En mars dernier, le magazine américain «Mother Jones», réputé pour son indépendance et distingué maintes fois pour ses enquêtes, s'en prenait frontalement au réseau social le plus fréquenté du monde avec ce titre choc en une : «Comment Facebook nous a tous baisés.» Pour Monika Bauerlein, CEO, et Clara Jeffery, rédactrice en chef, visiblement très remontées contre ce réseau qui «ne répand pas seulement de fausses informations partout, mais est en train de tuer les vraies», «la désinformation et la manipulation ne sont pas un bug, c'est le cœur même du modèle» du réseau social. À cela plusieurs raisons, principalement économiques.

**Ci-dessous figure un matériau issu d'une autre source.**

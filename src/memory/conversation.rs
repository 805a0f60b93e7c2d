//! 按需对话历史
//!
//! 只在 Reactive 模式内累积（user/assistant 对），超出 max_turns 自动剪枝；
//! 回到 Proactive 时整体清空，下一次按需请求从干净的上下文开始。

use serde::{Deserialize, Serialize};

/// 消息角色（与 LLM API 一致）
#[derive(Clone, Debug, PartialEq, Eq, Serialize, Deserialize)]
#[serde(rename_all = "lowercase")]
pub enum Role {
    User,
    Assistant,
    System,
}

/// 单条消息
#[derive(Clone, Debug, Serialize, Deserialize)]
pub struct Message {
    pub role: Role,
    pub content: String,
}

impl Message {
    pub fn user(content: impl Into<String>) -> Self {
        Self {
            role: Role::User,
            content: content.into(),
        }
    }

    pub fn assistant(content: impl Into<String>) -> Self {
        Self {
            role: Role::Assistant,
            content: content.into(),
        }
    }

    pub fn system(content: impl Into<String>) -> Self {
        Self {
            role: Role::System,
            content: content.into(),
        }
    }
}

/// 最近 N 轮对话（每轮 user + assistant，实际保留 max_turns*2 条）
#[derive(Clone, Debug)]
pub struct ConversationMemory {
    messages: Vec<Message>,
    max_turns: usize,
}

impl ConversationMemory {
    pub fn new(max_turns: usize) -> Self {
        Self {
            messages: Vec::new(),
            max_turns,
        }
    }

    /// 记录一轮完整的问答
    pub fn push_turn(&mut self, user: impl Into<String>, assistant: impl Into<String>) {
        self.messages.push(Message::user(user));
        self.messages.push(Message::assistant(assistant));
        self.prune();
    }

    pub fn messages(&self) -> &[Message] {
        &self.messages
    }

    pub fn clear(&mut self) {
        self.messages.clear();
    }

    fn prune(&mut self) {
        let keep = self.max_turns * 2;
        if self.messages.len() > keep {
            self.messages.drain(..self.messages.len() - keep);
        }
    }

    pub fn len(&self) -> usize {
        self.messages.len()
    }

    pub fn is_empty(&self) -> bool {
        self.messages.is_empty()
    }
}

#[cfg(test)]
mod tests {
    use super::*;

    #[test]
    fn test_prunes_oldest_turns() {
        let mut conv = ConversationMemory::new(2);
        for i in 0..3 {
            conv.push_turn(format!("q{i}"), format!("a{i}"));
        }
        assert_eq!(conv.len(), 4);
        assert_eq!(conv.messages()[0].content, "q1");
        assert_eq!(conv.messages()[3].role, Role::Assistant);
    }
}
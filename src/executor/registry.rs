//! 动作注册表
//!
//! 所有动作实现 ActionHandler（name / description / parameters_schema / effect / handle），
//! 启动时通过显式 register 调用注册一次，之后只读；未注册的动作名在执行前就被拒绝。

use std::collections::HashMap;
use std::sync::Arc;
use std::time::Duration;

use async_trait::async_trait;
use serde::Serialize;
use serde_json::{Map, Value};

use crate::core::{AgentError, Context};

/// 动作的外部可见副作用类别；每个动作至多一类
#[derive(Clone, Copy, Debug, PartialEq, Eq, Serialize)]
#[serde(rename_all = "snake_case")]
pub enum EffectCategory {
    None,
    Actuator,
    Memory,
    Ui,
}

/// 执行动作时可见的环境
#[derive(Clone, Copy, Debug)]
pub struct ActionContext<'a> {
    pub context: Option<&'a Context>,
    /// 无可见动作时的默认轮询间隔
    pub default_interval: Duration,
    /// 有可见动作后的下一次检查间隔
    pub reaction_interval: Duration,
}

/// 动作处理器：参数校验 / 钳制在 handle 内完成，返回下一次轮询间隔
///
/// 处理器运行在编排器的独占区内，不得再去获取模式锁。
#[async_trait]
pub trait ActionHandler: Send + Sync {
    /// 动作名（对应 JSON 中的 "tool" 字段）
    fn name(&self) -> &str;

    /// 动作描述（供推理后端理解用途）
    fn description(&self) -> &str;

    /// 参数 JSON Schema
    fn parameters_schema(&self) -> Value {
        serde_json::json!({
            "type": "object",
            "properties": {},
            "required": []
        })
    }

    fn effect(&self) -> EffectCategory;

    async fn handle(
        &self,
        args: &Map<String, Value>,
        ctx: ActionContext<'_>,
    ) -> Result<Duration, AgentError>;
}

/// 动作注册表：按名称存储，另存注册顺序用于稳定输出 schema
#[derive(Default)]
pub struct ActionRegistry {
    handlers: HashMap<String, Arc<dyn ActionHandler>>,
    order: Vec<String>,
}

impl ActionRegistry {
    pub fn new() -> Self {
        Self::default()
    }

    pub fn register(&mut self, handler: impl ActionHandler + 'static) {
        let name = handler.name().to_string();
        if self.handlers.insert(name.clone(), Arc::new(handler)).is_some() {
            tracing::warn!(action = %name, "action handler replaced");
        } else {
            self.order.push(name);
        }
    }

    pub fn get(&self, name: &str) -> Option<Arc<dyn ActionHandler>> {
        self.handlers.get(name).cloned()
    }

    pub fn names(&self) -> Vec<String> {
        self.order.clone()
    }

    pub fn len(&self) -> usize {
        self.order.len()
    }

    pub fn is_empty(&self) -> bool {
        self.order.is_empty()
    }

    /// 动作说明 JSON（名称、描述、参数 schema），拼入系统提示词
    pub fn to_schema_json(&self) -> String {
        let actions: Vec<Value> = self
            .order
            .iter()
            .filter_map(|name| self.handlers.get(name))
            .map(|h| {
                serde_json::json!({
                    "name": h.name(),
                    "description": h.description(),
                    "parameters": h.parameters_schema()
                })
            })
            .collect();
        serde_json::to_string_pretty(&actions).unwrap_or_else(|_| "[]".to_string())
    }
}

Spécialiste des phénomènes de foule, le chercheur Mehdi Moussaïd travaille à l'Institut Max Planck de Berlin. Dans son dernier ouvrage («Fouloscopie - Ce que la foule dit de nous», éditions HumenSciences), il revient sur les fake news : «Contrairement à ce qu'on imagine parfois, la majorité d'entre elles ne sont pas émises pour manipuler l'opinion, mais dans un but lucratif. Elles s'appuient sur les revenus publicitaires délivrés lorsque les internautes visitent un site, attirés par un mensonge circulant sur les réseaux sociaux. Dans cette société hyper-connectée, ces fake news (souvent sensationnalistes et chargées d'émotions) parviennent facilement à gagner en visibilité.»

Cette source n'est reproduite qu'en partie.